#### [Available data]
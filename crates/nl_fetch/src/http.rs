use async_trait::async_trait;
use nl_core::config::HttpConfig;
use nl_core::{Error, FetchedPage, PageSource, Result};
use reqwest::redirect::Policy;
use reqwest::{Client, Response};
use std::time::Duration;
use tokio::time::sleep;
use tracing::{debug, warn};

/// Shared reqwest client with the configured timeouts and retry policy.
#[derive(Debug, Clone)]
pub struct HttpClient {
    client: Client,
    max_retries: u32,
    retry_backoff: Duration,
}

impl HttpClient {
    pub fn new(config: &HttpConfig) -> Result<Self> {
        let client = Client::builder()
            .timeout(config.timeout())
            .connect_timeout(config.connect_timeout())
            .redirect(Policy::limited(config.max_redirects))
            .user_agent(config.user_agent.clone())
            .build()?;

        Ok(Self {
            client,
            max_retries: config.max_retries,
            retry_backoff: config.retry_backoff(),
        })
    }

    pub async fn get(&self, url: &str) -> Result<Response> {
        self.get_with_query(url, &[]).await
    }

    /// GET with query parameters. Timeouts and connection failures are
    /// retried up to `max_retries` times; any response, whatever its status,
    /// is returned as is.
    pub async fn get_with_query(&self, url: &str, query: &[(String, String)]) -> Result<Response> {
        let mut attempt = 0;
        loop {
            match self.client.get(url).query(query).send().await {
                Ok(response) => return Ok(response),
                Err(e) => {
                    let error = Error::from(e);
                    if attempt >= self.max_retries || !error.is_transient() {
                        return Err(error);
                    }
                    attempt += 1;
                    warn!("Retrying {} ({}/{}): {}", url, attempt, self.max_retries, error);
                    sleep(self.retry_backoff).await;
                }
            }
        }
    }

    /// GET that fails on a non-2xx status and returns the final URL with the body.
    pub async fn get_page(&self, url: &str) -> Result<FetchedPage> {
        let response = self.get(url).await?;
        let status = response.status();
        if !status.is_success() {
            return Err(Error::HttpStatus {
                url: url.to_string(),
                status: status.as_u16(),
            });
        }

        let final_url = response.url().to_string();
        let body = response.text().await?;
        debug!("Fetched {} ({} bytes) from {}", final_url, body.len(), url);
        Ok(FetchedPage { final_url, body })
    }
}

/// [`PageSource`] over plain HTTP.
#[derive(Debug, Clone)]
pub struct HttpPageSource {
    http: HttpClient,
}

impl HttpPageSource {
    pub fn new(http: HttpClient) -> Self {
        Self { http }
    }
}

#[async_trait]
impl PageSource for HttpPageSource {
    async fn get(&self, url: &str) -> Result<FetchedPage> {
        self.http.get_page(url).await
    }
}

#### [What is expected]
List all lines above in which the string "Result" appears.

#### [Response area]
use nl_core::{Error, FetchedPage, PageSource, Result};
    pub fn new(config: &HttpConfig) -> Result<Self> {
    pub async fn get(&self, url: &str) -> Result<Response> {
    pub async fn get_with_query(&self, url: &str, query: &[(String, String)]) -> Result<Response> {
    pub async fn get_page(&self, url: &str) -> Result<FetchedPage> {
    async fn get(&self, url: &str) -> Result<FetchedPage> {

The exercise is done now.